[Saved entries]
┄┄┄┄┄┄┄┄┄┄

//! Encrypt journal entries written before encryption existed.
//!
//! Old builds kept entries as plaintext JSON under `journal_entries`. Each one
//! is sealed into the active backend (ids already present are left alone) and
//! the plaintext is removed. Entries that could not be moved stay behind under
//! the legacy key so nothing is lost and the next run picks them up.

use std::collections::HashSet;

use serde::Serialize;
use tracing::{info, warn};

use super::migration::RecordFailure;
use super::Orchestrator;
use crate::error::{Result, SolaceError};
use crate::storage::keys;
use crate::storage::{JournalEntry, RecordId};

#[derive(Debug, Clone, Default, PartialEq, Eq, Serialize)]
pub struct LegacyMigrationReport {
    /// Entries sealed and written.
    pub encrypted: usize,
    /// Entries whose id already had an encrypted record.
    pub skipped: usize,
    pub failures: Vec<RecordFailure>,
    /// The plaintext collection no longer exists.
    pub legacy_removed: bool,
}

impl Orchestrator {
    /// Move plaintext entries into encrypted storage. A no-op when none exist.
    pub async fn legacy_plaintext_migration(&self) -> Result<LegacyMigrationReport> {
        let Some(raw_entries) = self
            .state
            .read_json::<Vec<serde_json::Value>>(keys::LEGACY_JOURNAL_ENTRIES)?
        else {
            return Ok(LegacyMigrationReport {
                legacy_removed: true,
                ..LegacyMigrationReport::default()
            });
        };

        let mut report = LegacyMigrationReport::default();
        let mut leftovers = Vec::new();

        if !raw_entries.is_empty() {
            let key = self.active_key()?;
            let mut existing: HashSet<RecordId> = self
                .journal_records()
                .await?
                .into_iter()
                .map(|record| record.id)
                .collect();

            for raw in raw_entries {
                let entry = match serde_json::from_value::<JournalEntry>(raw.clone()) {
                    Ok(entry) => entry,
                    Err(err) => {
                        let err = SolaceError::from(err);
                        warn!(error = %err, "legacy journal entry is malformed");
                        report.failures.push(RecordFailure::new(None, &err));
                        leftovers.push(raw);
                        continue;
                    }
                };
                if existing.contains(&entry.id) {
                    report.skipped += 1;
                    continue;
                }

                let stored = match self.seal_record(&entry, &key, self.clock.now()) {
                    Ok(record) => self.store_record(&record).await,
                    Err(err) => Err(err),
                };
                match stored {
                    Ok(()) => {
                        existing.insert(entry.id);
                        report.encrypted += 1;
                    }
                    Err(err) => {
                        warn!(id = %entry.id, error = %err, "legacy journal entry not encrypted");
                        report.failures.push(RecordFailure::new(Some(entry.id), &err));
                        leftovers.push(raw);
                    }
                }
            }
        }

        if leftovers.is_empty() {
            self.state.local().remove(keys::LEGACY_JOURNAL_ENTRIES)?;
            report.legacy_removed = true;
        } else {
            self.state
                .write_json(keys::LEGACY_JOURNAL_ENTRIES, &leftovers)?;
        }

        info!(
            encrypted = report.encrypted,
            skipped = report.skipped,
            remaining = leftovers.len(),
            "legacy journal entries processed"
        );
        Ok(report)
    }
}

┄┄┄┄┄┄┄┄┄┄

#### THE TASK:
Type out the whole of the data again, exactly as shown.

#### SOLUTION:
//! Encrypt journal entries written before encryption existed.
//!
//! Old builds kept entries as plaintext JSON under `journal_entries`. Each one
//! is sealed into the active backend (ids already present are left alone) and
//! the plaintext is removed. Entries that could not be moved stay behind under
//! the legacy key so nothing is lost and the next run picks them up.

use std::collections::HashSet;

use serde::Serialize;
use tracing::{info, warn};

use super::migration::RecordFailure;
use super::Orchestrator;
use crate::error::{Result, SolaceError};
use crate::storage::keys;
use crate::storage::{JournalEntry, RecordId};

#[derive(Debug, Clone, Default, PartialEq, Eq, Serialize)]
pub struct LegacyMigrationReport {
    /// Entries sealed and written.
    pub encrypted: usize,
    /// Entries whose id already had an encrypted record.
    pub skipped: usize,
    pub failures: Vec<RecordFailure>,
    /// The plaintext collection no longer exists.
    pub legacy_removed: bool,
}

impl Orchestrator {
    /// Move plaintext entries into encrypted storage. A no-op when none exist.
    pub async fn legacy_plaintext_migration(&self) -> Result<LegacyMigrationReport> {
        let Some(raw_entries) = self
            .state
            .read_json::<Vec<serde_json::Value>>(keys::LEGACY_JOURNAL_ENTRIES)?
        else {
            return Ok(LegacyMigrationReport {
                legacy_removed: true,
                ..LegacyMigrationReport::default()
            });
        };

        let mut report = LegacyMigrationReport::default();
        let mut leftovers = Vec::new();

        if !raw_entries.is_empty() {
            let key = self.active_key()?;
            let mut existing: HashSet<RecordId> = self
                .journal_records()
                .await?
                .into_iter()
                .map(|record| record.id)
                .collect();

            for raw in raw_entries {
                let entry = match serde_json::from_value::<JournalEntry>(raw.clone()) {
                    Ok(entry) => entry,
                    Err(err) => {
                        let err = SolaceError::from(err);
                        warn!(error = %err, "legacy journal entry is malformed");
                        report.failures.push(RecordFailure::new(None, &err));
                        leftovers.push(raw);
                        continue;
                    }
                };
                if existing.contains(&entry.id) {
                    report.skipped += 1;
                    continue;
                }

                let stored = match self.seal_record(&entry, &key, self.clock.now()) {
                    Ok(record) => self.store_record(&record).await,
                    Err(err) => Err(err),
                };
                match stored {
                    Ok(()) => {
                        existing.insert(entry.id);
                        report.encrypted += 1;
                    }
                    Err(err) => {
                        warn!(id = %entry.id, error = %err, "legacy journal entry not encrypted");
                        report.failures.push(RecordFailure::new(Some(entry.id), &err));
                        leftovers.push(raw);
                    }
                }
            }
        }

        if leftovers.is_empty() {
            self.state.local().remove(keys::LEGACY_JOURNAL_ENTRIES)?;
            report.legacy_removed = true;
        } else {
            self.state
                .write_json(keys::LEGACY_JOURNAL_ENTRIES, &leftovers)?;
        }

        info!(
            encrypted = report.encrypted,
            skipped = report.skipped,
            remaining = leftovers.len(),
            "legacy journal entries processed"
        );
        Ok(report)
    }
}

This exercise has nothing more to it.